START GIVEN ENTRIES

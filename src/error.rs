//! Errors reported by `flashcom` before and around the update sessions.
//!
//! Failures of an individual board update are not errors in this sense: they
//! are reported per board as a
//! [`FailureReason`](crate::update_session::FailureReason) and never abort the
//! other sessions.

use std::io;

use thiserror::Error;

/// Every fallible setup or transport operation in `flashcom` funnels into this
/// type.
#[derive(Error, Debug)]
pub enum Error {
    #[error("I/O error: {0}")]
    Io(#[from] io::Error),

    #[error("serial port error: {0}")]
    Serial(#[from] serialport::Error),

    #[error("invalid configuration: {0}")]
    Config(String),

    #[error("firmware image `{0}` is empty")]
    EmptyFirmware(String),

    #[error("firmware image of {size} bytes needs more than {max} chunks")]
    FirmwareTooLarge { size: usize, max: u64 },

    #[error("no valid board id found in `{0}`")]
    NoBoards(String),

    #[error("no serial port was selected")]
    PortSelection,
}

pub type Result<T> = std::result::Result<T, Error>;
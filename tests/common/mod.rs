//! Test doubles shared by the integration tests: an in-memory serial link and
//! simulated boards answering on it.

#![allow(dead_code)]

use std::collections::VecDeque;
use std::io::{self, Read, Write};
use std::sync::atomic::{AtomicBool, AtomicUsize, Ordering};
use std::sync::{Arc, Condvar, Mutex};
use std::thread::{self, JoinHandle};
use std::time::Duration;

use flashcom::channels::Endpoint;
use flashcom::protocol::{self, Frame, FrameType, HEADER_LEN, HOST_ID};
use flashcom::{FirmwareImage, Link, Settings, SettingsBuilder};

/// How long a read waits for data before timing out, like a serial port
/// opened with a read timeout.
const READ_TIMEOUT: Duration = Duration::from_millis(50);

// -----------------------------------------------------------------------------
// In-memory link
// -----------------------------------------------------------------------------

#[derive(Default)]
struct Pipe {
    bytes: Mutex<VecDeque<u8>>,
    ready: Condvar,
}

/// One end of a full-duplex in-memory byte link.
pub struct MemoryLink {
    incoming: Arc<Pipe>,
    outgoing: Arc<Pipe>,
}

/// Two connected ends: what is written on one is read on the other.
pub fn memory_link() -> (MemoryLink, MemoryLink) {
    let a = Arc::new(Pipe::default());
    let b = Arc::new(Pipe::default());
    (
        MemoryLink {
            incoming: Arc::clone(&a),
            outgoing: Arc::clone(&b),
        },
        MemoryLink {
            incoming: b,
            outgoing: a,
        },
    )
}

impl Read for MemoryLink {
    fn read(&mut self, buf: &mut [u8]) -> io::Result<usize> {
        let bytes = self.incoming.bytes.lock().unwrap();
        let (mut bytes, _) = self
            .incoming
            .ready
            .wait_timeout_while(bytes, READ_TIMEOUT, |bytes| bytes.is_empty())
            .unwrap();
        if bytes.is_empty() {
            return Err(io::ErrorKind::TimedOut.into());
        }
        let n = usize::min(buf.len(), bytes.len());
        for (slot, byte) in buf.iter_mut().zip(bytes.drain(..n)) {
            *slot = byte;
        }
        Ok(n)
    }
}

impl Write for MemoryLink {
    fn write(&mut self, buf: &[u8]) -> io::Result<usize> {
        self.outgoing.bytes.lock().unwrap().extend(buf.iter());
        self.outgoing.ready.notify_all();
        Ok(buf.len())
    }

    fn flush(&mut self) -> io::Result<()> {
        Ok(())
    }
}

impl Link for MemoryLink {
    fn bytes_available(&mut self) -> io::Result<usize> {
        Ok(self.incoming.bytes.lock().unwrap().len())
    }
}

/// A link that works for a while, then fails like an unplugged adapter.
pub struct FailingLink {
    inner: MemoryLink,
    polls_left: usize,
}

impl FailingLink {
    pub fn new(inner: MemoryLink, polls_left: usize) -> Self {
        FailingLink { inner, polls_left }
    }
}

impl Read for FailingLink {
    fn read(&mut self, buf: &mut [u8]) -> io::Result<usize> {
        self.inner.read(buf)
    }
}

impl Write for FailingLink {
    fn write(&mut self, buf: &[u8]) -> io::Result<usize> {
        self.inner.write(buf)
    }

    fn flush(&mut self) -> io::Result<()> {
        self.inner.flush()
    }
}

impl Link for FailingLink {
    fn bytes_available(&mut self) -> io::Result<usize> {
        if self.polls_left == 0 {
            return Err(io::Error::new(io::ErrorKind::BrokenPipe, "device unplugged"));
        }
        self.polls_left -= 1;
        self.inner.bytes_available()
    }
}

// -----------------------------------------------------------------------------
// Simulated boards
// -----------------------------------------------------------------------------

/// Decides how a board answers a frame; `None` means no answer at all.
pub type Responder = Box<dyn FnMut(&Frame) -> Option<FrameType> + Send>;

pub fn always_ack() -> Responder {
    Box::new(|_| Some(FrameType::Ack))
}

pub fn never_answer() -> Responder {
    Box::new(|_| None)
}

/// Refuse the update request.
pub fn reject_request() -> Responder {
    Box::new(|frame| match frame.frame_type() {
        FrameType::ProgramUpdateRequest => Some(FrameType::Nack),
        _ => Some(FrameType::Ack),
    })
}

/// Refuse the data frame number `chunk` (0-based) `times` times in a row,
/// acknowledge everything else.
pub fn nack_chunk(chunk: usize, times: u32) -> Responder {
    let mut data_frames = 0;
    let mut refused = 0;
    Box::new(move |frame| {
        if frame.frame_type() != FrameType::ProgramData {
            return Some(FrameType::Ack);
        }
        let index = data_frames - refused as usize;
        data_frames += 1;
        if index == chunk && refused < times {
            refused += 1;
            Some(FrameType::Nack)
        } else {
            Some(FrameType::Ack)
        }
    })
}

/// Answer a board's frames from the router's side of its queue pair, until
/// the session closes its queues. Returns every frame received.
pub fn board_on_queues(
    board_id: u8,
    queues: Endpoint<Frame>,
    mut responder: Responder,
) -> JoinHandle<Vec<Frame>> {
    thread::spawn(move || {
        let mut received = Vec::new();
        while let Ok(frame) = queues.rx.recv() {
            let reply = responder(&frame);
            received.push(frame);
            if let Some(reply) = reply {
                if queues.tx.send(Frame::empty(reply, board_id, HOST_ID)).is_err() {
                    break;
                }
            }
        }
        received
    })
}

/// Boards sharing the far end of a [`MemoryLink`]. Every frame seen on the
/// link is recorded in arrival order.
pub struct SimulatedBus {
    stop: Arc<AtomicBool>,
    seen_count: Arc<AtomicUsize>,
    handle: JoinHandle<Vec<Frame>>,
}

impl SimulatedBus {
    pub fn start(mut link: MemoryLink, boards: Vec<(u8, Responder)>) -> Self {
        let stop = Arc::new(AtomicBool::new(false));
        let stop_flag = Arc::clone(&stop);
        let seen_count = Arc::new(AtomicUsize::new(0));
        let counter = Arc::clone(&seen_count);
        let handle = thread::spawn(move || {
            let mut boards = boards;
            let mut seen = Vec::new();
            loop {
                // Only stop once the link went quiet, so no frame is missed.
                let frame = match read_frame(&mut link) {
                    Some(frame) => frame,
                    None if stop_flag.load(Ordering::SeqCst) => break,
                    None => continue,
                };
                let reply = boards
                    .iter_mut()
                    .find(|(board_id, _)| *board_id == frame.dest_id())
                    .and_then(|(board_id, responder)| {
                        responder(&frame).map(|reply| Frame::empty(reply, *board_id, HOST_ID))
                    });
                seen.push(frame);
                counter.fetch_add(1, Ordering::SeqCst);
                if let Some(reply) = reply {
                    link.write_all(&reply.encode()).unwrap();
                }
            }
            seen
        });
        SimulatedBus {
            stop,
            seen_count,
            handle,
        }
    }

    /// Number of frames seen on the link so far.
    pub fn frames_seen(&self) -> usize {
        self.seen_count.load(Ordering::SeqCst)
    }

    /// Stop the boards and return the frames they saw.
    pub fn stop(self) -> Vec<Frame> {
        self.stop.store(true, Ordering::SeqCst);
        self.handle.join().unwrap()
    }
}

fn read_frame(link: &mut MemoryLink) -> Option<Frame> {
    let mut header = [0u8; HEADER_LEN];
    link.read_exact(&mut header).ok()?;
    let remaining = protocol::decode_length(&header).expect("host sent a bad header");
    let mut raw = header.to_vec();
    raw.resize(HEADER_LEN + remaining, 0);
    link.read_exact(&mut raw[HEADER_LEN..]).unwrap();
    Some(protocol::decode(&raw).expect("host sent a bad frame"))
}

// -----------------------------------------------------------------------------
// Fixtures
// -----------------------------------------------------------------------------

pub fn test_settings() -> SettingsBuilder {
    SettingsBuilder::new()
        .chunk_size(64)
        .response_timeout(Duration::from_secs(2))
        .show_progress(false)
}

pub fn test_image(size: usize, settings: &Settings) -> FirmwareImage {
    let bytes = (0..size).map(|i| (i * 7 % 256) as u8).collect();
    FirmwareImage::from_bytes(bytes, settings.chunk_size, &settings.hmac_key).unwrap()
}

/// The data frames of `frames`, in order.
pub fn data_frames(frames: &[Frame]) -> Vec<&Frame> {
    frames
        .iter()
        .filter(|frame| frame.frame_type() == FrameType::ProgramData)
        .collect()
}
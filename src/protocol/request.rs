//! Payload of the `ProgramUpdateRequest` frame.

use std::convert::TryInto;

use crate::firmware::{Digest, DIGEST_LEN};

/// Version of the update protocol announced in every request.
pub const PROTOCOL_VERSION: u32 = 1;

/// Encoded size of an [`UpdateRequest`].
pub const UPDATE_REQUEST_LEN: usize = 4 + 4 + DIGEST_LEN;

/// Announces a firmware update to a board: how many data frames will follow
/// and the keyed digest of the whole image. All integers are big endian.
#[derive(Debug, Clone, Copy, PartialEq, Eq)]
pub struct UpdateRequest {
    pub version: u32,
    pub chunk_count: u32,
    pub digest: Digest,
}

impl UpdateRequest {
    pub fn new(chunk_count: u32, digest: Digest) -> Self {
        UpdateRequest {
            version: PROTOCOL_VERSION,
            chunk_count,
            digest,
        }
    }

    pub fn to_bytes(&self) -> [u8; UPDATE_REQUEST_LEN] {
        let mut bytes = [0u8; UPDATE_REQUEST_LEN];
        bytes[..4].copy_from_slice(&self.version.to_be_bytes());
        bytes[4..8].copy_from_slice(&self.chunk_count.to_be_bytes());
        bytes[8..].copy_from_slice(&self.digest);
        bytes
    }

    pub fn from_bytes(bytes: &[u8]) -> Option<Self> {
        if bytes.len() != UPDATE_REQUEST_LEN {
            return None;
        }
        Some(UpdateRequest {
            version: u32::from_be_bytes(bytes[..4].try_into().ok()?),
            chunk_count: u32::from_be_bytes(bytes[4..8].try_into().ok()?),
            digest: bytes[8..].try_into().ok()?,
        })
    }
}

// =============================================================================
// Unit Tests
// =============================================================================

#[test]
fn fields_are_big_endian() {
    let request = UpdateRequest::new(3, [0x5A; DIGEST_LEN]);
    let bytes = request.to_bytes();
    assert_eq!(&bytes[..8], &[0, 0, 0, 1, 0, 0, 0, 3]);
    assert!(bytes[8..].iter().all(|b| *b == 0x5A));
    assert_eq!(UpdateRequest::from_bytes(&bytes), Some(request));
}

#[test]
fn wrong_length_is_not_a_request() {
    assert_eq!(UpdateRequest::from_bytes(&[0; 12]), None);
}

END GIVEN ENTRIES

▶ YOUR GOAL
Scan the entries for lines holding the string "sync", then copy every one of them.

▶ EXERCISE RESPONSE
use std::sync::atomic::{AtomicBool, AtomicUsize, Ordering};
use std::sync::{Arc, Condvar, Mutex};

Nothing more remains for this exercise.